### Entries provided
.....

//! Application configuration constants.
//! Defaults and thresholds in one place.

use std::sync::OnceLock;

// ---- Package / paths (from CARGO_PKG_NAME, cached) ----

/// Package-derived names: built once from `CARGO_PKG_NAME`, then cached.
pub struct PackagePaths {
    pkg_name: &'static str,
    stamp_dir_name: String,
    config_filename: String,
}

static PACKAGE_PATHS: OnceLock<PackagePaths> = OnceLock::new();

impl PackagePaths {
    /// Build and cache names from `CARGO_PKG_NAME`. Called once on first use.
    pub fn get() -> &'static PackagePaths {
        PACKAGE_PATHS.get_or_init(|| {
            let pkg = env!("CARGO_PKG_NAME");
            PackagePaths {
                pkg_name: pkg,
                stamp_dir_name: format!(".{pkg}"),
                config_filename: format!(".{pkg}.toml"),
            }
        })
    }

    pub fn pkg_name(&self) -> &str {
        self.pkg_name
    }

    /// Default fingerprint store directory name, created under the scanned root.
    pub fn stamp_dir_name(&self) -> &str {
        &self.stamp_dir_name
    }

    /// Per-project config file looked up in the scanned root (CLI only).
    pub fn config_filename(&self) -> &str {
        &self.config_filename
    }
}

// ---- Discovery ----

/// Extensions formatted when none are configured.
pub const DEFAULT_EXTENSIONS: &str = ".cpp|.c|.h|.hpp|.inl";

/// Separators accepted in delimited list options. Pipe is the MSBuild-safe one.
pub const LIST_SEPARATORS: &[char] = &['|', ';'];

// ---- Formatter invocation ----

/// Formatter flag defaults (clang-format conventions).
pub struct FormatterConsts;

impl FormatterConsts {
    /// Flag asking the formatter to rewrite the file in place.
    pub const IN_PLACE_FLAG: &'static str = "-i";
    /// Prefix of the argument selecting an explicit style file.
    pub const STYLE_FILE_PREFIX: &'static str = "--style=file:";
    /// Command line reported when the process never started.
    pub const SPAWN_FAILED_COMMAND: &'static str = "<failed to start>";
    /// Poll interval while waiting on a child with a timeout.
    pub const WAIT_POLL_MS: u64 = 10;
}

// ---- Hashing ----

/// Hashing I/O thresholds and buffer sizes.
pub struct HashingConsts;

impl HashingConsts {
    /// File size above which hashing uses memory-mapped I/O (bytes). 100 MB.
    pub const HASH_MMAP_THRESHOLD: u64 = 100 * 1024 * 1024;
    /// Chunk size for reading files below mmap threshold (bytes). 1 MB.
    pub const HASH_READ_CHUNK_SIZE: usize = 1024 * 1024;
}

// ---- Fingerprint records ----

/// Stamp file naming.
pub struct StampConsts;

impl StampConsts {
    /// Hex characters of the path hash kept in the record name (128 bits).
    pub const KEY_HEX_LEN: usize = 32;
    /// Extension of fingerprint records.
    pub const EXTENSION: &'static str = "stamp";
    /// Longest sanitized file name appended to a record name.
    pub const MAX_NAME_LEN: usize = 64;
}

.....

### Exercise brief
Collect, from the material above, every line containing the word "StampConsts".

### Your solution
pub struct StampConsts;
impl StampConsts {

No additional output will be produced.